GATES E MOSQUITO SI CONFRONTANO ALLA FONDAZIONE PRADA


WEorNOT (Nastivicious’ Temple #01), 2016 Foto © OKNOstudio

Cosa hanno in comune due artisti di fama internazionale, così diversi per nascita, esperienze e linguaggi, come Theaster Gates (Chicago, 1973) e Nástio Mosquito (Luanda, 1981)?
Primo, la Fondazione Prada a Milano come vetrina espositiva delle loro opere; secondo, Elvira Dyangani Ose, curatrice delle due mostre True Value di Gates e T.T.T. -Template Temples of Tenacity di Mosquito, inaugurate di recente e ideate come un progetto collettivo multisensoriale, in cui il luogo è parte integrante del messaggio.

Il tour inizia nel Podium, al piano terra della Fondazione, trasformato da Mosquito in una cattedrale contemporanea dalle vetrate colorate. Al centro, un imponente pulpito e panche di meditazione sul tema dell’eredità culturale e dei codici della comunicazione. Questo spazio dalle vetrate caleidoscopiche – sei scene grottesche e allegoriche di eroi e antieroi come Mozart, Steve Jobes, Mark Zuckerberg, Ronald McDonald, Angela Merkel e altre icone pop, in bilico tra politica, economia e società – mette in scena l’installazione site-specific WEorNOT” (Nastivicious Temple#01) firmata da Nastivicious, il duo fondato nel 2008 da Mosquito e l’artista spagnolo Vic Pereiró, in collaborazione con l’illustratrice Ada Diez.

Al primo piano del Podium, Gates presenta l’installazione True Value, che consiste nella ricostruzione di un negozio di ferramenta abbandonato. Un imponente assemblaggio ordinato di materiali diversi, oggetti e strumenti di lavoro, decontestualizzati dal loro luogo d’origine, non ready made ma oggetti che invitano a riflettere sulle relazioni umane connesse al commercio e al lavoro, filtrati dall’estetica e dallo spiritualismo della cultura black.
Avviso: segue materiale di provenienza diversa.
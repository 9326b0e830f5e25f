use env_logger::Env;

mod archive;
mod batch;
mod error;
mod example;
mod fan_in;
mod index;
mod options;
mod pipeline;
mod worker;

pub use archive::*;
pub use batch::*;
pub use error::*;
pub use example::*;
pub use fan_in::*;
pub use index::*;
pub use options::*;
pub use pipeline::*;
pub use worker::*;

/// Installs the env_logger backend with an `info` default filter. Later calls, or a
/// logger installed by the host program, take precedence.
pub fn init_logging() {
    let _ = env_logger::Builder::from_env(Env::default().default_filter_or("info")).try_init();
}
Divagando sul tema intorno all’arte del fare, forse ci si chiederà se il ferramenta Meazza di Milano, chiuso da tempo, fosse stato ricostruito nella Fondazione Prada poteva essere percepito come un opera d’arte? E la risposta è sì, poiché la curatrice inserisce una foto dello storico negozio in catalogo. Ma fate attenzione, perché tutti gli oggetti ed elementi simbolici evocano memorie collettive, ribaltano i nostri modi di percepire il mondo, attraverso elementi  di scarto; così le icone, i suoni e parole come evoluzioni del linguaggio che investigano il nostro rapporto con le cose e come le comunichiamo, sospeso tra vita e arte.